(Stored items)
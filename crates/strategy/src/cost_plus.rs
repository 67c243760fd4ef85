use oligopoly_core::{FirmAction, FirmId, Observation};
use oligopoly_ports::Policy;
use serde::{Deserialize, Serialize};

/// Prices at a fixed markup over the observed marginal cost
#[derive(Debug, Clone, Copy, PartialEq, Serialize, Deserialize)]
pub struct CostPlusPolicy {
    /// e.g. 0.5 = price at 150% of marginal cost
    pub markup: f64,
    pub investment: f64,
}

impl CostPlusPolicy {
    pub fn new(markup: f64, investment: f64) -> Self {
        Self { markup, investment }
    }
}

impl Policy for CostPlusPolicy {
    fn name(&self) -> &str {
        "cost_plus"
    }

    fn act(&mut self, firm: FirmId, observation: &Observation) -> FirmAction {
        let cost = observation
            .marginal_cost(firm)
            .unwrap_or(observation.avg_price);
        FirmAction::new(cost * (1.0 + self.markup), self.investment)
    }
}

* * *

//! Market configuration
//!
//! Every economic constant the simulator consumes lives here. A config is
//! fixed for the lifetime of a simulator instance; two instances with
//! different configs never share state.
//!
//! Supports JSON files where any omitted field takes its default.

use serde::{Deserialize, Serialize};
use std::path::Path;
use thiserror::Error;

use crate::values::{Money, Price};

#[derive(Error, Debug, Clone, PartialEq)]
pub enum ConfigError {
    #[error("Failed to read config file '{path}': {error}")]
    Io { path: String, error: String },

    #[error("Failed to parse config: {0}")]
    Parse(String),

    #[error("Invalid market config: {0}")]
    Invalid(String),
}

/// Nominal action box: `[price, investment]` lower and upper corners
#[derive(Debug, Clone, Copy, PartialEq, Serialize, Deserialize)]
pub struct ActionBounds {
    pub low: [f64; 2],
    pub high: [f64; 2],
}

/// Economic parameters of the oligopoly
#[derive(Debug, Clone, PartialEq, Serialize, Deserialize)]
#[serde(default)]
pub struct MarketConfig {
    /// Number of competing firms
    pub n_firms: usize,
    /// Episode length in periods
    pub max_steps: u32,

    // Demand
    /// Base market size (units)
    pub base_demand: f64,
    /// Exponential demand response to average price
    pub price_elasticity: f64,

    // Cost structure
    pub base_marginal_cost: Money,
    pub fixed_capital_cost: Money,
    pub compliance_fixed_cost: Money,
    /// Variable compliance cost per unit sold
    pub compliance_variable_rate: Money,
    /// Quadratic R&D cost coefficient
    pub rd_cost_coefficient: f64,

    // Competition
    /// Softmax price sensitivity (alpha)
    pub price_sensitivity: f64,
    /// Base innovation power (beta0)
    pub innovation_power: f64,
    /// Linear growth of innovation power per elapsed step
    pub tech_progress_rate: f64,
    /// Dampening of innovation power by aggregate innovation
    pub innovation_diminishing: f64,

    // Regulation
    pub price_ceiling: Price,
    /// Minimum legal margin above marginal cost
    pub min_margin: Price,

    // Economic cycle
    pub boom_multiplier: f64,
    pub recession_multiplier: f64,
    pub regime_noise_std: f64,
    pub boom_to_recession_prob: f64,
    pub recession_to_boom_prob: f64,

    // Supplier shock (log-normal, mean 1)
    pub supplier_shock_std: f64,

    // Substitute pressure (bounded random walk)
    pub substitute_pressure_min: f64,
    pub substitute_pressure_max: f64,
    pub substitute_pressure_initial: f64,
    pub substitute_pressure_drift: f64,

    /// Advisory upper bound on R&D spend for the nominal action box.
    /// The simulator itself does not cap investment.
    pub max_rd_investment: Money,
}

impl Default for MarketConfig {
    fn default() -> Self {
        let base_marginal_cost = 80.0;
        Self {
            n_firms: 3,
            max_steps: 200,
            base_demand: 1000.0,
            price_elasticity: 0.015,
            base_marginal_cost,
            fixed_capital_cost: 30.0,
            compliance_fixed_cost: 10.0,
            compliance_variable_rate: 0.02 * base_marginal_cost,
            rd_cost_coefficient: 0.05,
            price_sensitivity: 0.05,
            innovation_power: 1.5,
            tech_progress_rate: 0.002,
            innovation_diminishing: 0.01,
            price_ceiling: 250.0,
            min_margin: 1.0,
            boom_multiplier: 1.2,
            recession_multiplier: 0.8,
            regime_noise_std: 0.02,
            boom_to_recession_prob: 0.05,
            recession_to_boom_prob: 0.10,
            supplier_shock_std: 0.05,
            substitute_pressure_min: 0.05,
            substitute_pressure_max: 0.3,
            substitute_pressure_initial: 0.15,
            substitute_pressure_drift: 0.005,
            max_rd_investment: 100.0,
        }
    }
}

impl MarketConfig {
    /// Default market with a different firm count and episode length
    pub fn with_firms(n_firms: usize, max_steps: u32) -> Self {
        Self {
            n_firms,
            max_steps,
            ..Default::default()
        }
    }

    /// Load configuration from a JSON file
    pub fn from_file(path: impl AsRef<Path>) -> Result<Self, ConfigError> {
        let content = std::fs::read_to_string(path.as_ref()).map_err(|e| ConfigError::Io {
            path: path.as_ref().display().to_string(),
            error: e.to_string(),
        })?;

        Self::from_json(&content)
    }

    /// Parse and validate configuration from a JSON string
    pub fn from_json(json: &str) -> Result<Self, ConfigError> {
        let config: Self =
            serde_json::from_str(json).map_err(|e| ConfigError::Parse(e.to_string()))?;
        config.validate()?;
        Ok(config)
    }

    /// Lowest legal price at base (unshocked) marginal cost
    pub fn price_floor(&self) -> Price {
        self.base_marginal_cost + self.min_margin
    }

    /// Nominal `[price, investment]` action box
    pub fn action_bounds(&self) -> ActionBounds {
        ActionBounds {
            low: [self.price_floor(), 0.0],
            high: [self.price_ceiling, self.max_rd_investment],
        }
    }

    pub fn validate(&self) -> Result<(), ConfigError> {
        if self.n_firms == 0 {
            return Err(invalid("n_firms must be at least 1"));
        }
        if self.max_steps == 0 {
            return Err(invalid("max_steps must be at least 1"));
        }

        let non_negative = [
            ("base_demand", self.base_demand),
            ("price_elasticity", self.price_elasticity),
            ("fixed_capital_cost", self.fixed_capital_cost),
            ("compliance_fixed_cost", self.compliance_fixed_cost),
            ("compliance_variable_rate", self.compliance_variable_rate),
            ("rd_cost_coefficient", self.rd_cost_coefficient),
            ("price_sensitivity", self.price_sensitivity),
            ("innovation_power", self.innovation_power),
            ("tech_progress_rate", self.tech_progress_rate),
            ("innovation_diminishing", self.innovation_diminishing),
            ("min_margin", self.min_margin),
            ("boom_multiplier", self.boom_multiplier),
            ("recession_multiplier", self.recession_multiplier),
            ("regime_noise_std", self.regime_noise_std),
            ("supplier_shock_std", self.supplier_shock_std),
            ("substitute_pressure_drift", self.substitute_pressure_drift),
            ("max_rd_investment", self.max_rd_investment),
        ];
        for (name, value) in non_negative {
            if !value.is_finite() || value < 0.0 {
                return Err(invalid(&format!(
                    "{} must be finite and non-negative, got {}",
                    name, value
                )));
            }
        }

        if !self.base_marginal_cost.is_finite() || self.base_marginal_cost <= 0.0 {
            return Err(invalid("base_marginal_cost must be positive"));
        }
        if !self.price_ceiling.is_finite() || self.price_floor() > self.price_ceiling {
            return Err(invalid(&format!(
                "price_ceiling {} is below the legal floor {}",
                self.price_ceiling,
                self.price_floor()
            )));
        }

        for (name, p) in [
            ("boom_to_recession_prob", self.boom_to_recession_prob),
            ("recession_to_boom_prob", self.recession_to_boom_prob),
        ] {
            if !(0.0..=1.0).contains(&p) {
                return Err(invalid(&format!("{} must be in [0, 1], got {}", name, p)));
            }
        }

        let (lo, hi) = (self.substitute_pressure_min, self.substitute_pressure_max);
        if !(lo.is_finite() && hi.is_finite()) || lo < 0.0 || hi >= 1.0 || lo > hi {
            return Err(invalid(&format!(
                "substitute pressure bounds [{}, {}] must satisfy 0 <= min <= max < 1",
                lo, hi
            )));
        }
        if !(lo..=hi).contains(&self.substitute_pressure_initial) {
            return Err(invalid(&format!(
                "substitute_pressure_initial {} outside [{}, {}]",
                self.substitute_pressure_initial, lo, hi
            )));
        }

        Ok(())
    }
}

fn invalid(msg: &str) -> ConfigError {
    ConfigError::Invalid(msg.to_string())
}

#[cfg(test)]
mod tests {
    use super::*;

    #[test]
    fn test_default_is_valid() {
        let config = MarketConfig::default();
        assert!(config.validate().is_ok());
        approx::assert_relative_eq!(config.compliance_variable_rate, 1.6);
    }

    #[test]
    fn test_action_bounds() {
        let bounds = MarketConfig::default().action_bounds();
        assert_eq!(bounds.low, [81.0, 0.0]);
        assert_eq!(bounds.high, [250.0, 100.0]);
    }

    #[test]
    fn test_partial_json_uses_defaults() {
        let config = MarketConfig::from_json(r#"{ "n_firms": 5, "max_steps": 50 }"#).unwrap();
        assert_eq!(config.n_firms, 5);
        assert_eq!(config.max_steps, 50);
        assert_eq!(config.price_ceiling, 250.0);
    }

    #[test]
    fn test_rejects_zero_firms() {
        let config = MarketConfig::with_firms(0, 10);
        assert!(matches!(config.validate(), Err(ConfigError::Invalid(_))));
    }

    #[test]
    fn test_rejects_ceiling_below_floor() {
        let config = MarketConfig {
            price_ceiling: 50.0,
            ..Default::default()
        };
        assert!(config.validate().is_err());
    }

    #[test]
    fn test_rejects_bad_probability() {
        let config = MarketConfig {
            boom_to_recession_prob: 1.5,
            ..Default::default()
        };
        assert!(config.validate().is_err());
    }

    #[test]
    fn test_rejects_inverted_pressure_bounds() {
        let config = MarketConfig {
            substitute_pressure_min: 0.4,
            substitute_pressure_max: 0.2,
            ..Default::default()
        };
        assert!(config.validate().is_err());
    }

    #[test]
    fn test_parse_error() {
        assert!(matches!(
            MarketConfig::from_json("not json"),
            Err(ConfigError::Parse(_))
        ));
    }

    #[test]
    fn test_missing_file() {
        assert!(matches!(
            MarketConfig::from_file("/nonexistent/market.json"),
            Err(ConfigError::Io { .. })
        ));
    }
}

Requirement: Look through the entries above. Copy out every line holding the word "legal".

Reply:
    /// Minimum legal margin above marginal cost
    /// Lowest legal price at base (unshocked) marginal cost
                "price_ceiling {} is below the legal floor {}",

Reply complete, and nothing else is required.